Un mondo del vino che negli anni si è evoluto, ma che all’inizio era ricco di preconcetti, come ricorda Marilisa Allegrini dell'azienda omonima: “Ho un ricordo molto personale che la dice lunga sulle iniziali difficoltà femminili a inserirsi in questo settore. Ero poco più che adolescente ma già mio padre aveva evidentemente notato in me delle spiccate doti commerciali. Per cui eravamo d’accordo che la degustazione era un suo compito, la trattativa commerciale era a mio carico. Un enotecario molto famoso, durante Vinitaly disse a mio padre che non aveva intenzione di trattare con una ragazza. La risposta di mio padre fu irremovibile. Io, con grande orgoglio iniziai a discutere degli aspetti commerciali. Credo che ciò che mio padre mi ha comunicato in quella occasione è che siamo noi per primi a doverci difendere dalle discriminazioni”. 

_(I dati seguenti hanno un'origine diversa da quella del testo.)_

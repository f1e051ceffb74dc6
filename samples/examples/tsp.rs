use std::rc::Rc;

use common::{
    random::Random,
    subject_observer::{Observer, Subject},
};
use dipstick::{Input, InputScope, Log, LogScope};
use evolve::{
    engine::{EventType, EvolutionEngine, PopulationEvolver},
    modification::{GeneticModifier, ModifierConfig, MutationStrategy},
    selection::TournamentSelector,
    validation::DistinctGeneValidator,
};
use log::{error, info};
use samples::tsp::TravelingSalesman;
use simple_logger::SimpleLogger;

const CITY_COUNT: usize = 12;
const POPULATION_SIZE: usize = 64;
const GENERATIONS: u64 = 200;
const NUMBER_OF_ELITES: usize = 2;
const NUMBER_OF_PLAYERS: usize = 4;

struct BestFitnessObserver {
    log_scope: LogScope,
}

impl BestFitnessObserver {
    fn new() -> Self {
        BestFitnessObserver {
            log_scope: Log::to_log().level(log::Level::Trace).metrics(),
        }
    }
}

impl Observer<EvolutionEngine<usize>, EventType> for BestFitnessObserver {
    fn update(&self, source: &EvolutionEngine<usize>, event: EventType) {
        if event != EventType::EpochCompleted {
            return;
        }
        let snapshot = source.snapshot();
        if let Some(best) = snapshot.population.best() {
            self.log_scope.gauge("best-fitness").value(best.fitness);
        }
    }
}

fn main() {
    SimpleLogger::new()
        .with_level(log::LevelFilter::Info)
        .env()
        .init()
        .unwrap();

    let problem = TravelingSalesman::circle(CITY_COUNT, 100.0).unwrap();
    let population = problem.random_tours(POPULATION_SIZE, &mut rand::thread_rng());

    let modifier = GeneticModifier::new(
        ModifierConfig {
            mutation_rate: 0.3,
            crossover_rate: 0.8,
            crossover_points: 2,
        },
        MutationStrategy::Adjacent,
        Random::from_entropy(),
    )
    .unwrap();
    let evolver = PopulationEvolver::new(
        Box::new(TournamentSelector::new(
            NUMBER_OF_PLAYERS,
            Random::from_entropy(),
        )),
        Box::new(modifier),
        Box::new(DistinctGeneValidator),
    );
    let mut engine = EvolutionEngine::new(evolver, Box::new(problem.clone()));

    let observer = Rc::new(BestFitnessObserver::new());
    engine.register_observer(observer.clone());

    let result = engine.run(population, GENERATIONS, NUMBER_OF_ELITES);

    engine.unregister_observer(observer);

    match result {
        Ok(final_population) => {
            if let Some(best) = final_population.best() {
                info!(
                    "best tour after {} generations: {:?} (length {})",
                    GENERATIONS,
                    best.genes,
                    problem.tour_length(&best.genes)
                );
            }
        }
        Err(error) => error!("evolution failed: {}", error),
    }
}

NEBBIOLO MON AMOUR. Nicola Nobili, Valtellina

NEBBIOLO MON AMOUR. Nicola Nobili, Valtellina

Padri e figli: un legame pressoché indissolubile che, spesso, la vigna rende ancora più forte. “Ho rilevato l’azienda di famiglia nel 1998 – spiega Nicola Nobili, produttore in Valtellina, con 6 ettari di terreno e 22mila bottiglie annue di produzione – Chi me lo ha fatto fare? E’ stata una scommessa, ma molto ha influito la passione che mio papà Silvano mi ha trasmesso. Io gli davo una mano in vigneto, quando d’estate faceva caldissimo e d’inverno si gelava. Sembra strano, ma così è nata la mia passione”. Che ha portato a scelte difficili: “Mi sono innamorato del Nebbiolo. E la scelta da subito è stata di tenere i vini tanti anni in botte, per uscire quando sono già maturi. I primi quattro anni sono stati difficili: vivevo con mamma e papà, la macchina era la loro, cercavo di risparmiare e di uscire il meno possibile. E poi lavorare, lavorare e lavorare. Poi però sono arrivate le prime soddisfazioni e adesso il mercato sta rispondendo”.

Senza scendere a compromessi, come Lorenzo Zonin dell'omonima azienda, che ha trasportato le esperienze professionali in Loira e in Nuova Zelanda in Maremma, al Podere San Cristoforo. Con un ragionamento e una ricerca seria sul biodinamico: “Mi sono chiesto come fosse possibile che in zone così umide, come la Loira, riuscissero a fare vini biodinamici. E con risultati eccellenti. Se ce la fanno loro, tutti gli anni, possiamo farcela anche noi, in Maremma”.

LUMINOSO. Lorenzo Zonin: trasferire la Loira in Maremma

LUMINOSO. Lorenzo Zonin: trasferire la Loira in Maremma

Con questa filosofia nascono le 50mila bottiglie dell’azienda. E stupisce anche come ci sia un rispetto maniacale per il territorio, come dimostra il Luminoso: “Si tratta di un vigneto totalmente misto. C’è di tutto un po’: in gran parte Malvasia, Trebbiano e Vermentino, ma ci sono tantissime varietà diverse, in un unico vigneto. Vinifichiamo tutto assieme e in parte facciamo anche macerazione sulle bucce”. Il risultato è spiazzante e stupefacente. Ma c’è di più: Lorenzo Zonin ha studiato anche la vendemmia notturna, “per evitare che le uve arrivassero già cotte e per riuscire a fare una macerazione a freddo”. E ora sta verificando la possibilità di togliere i solfiti, o almeno parte di essi. Ma questa è un’altra storia.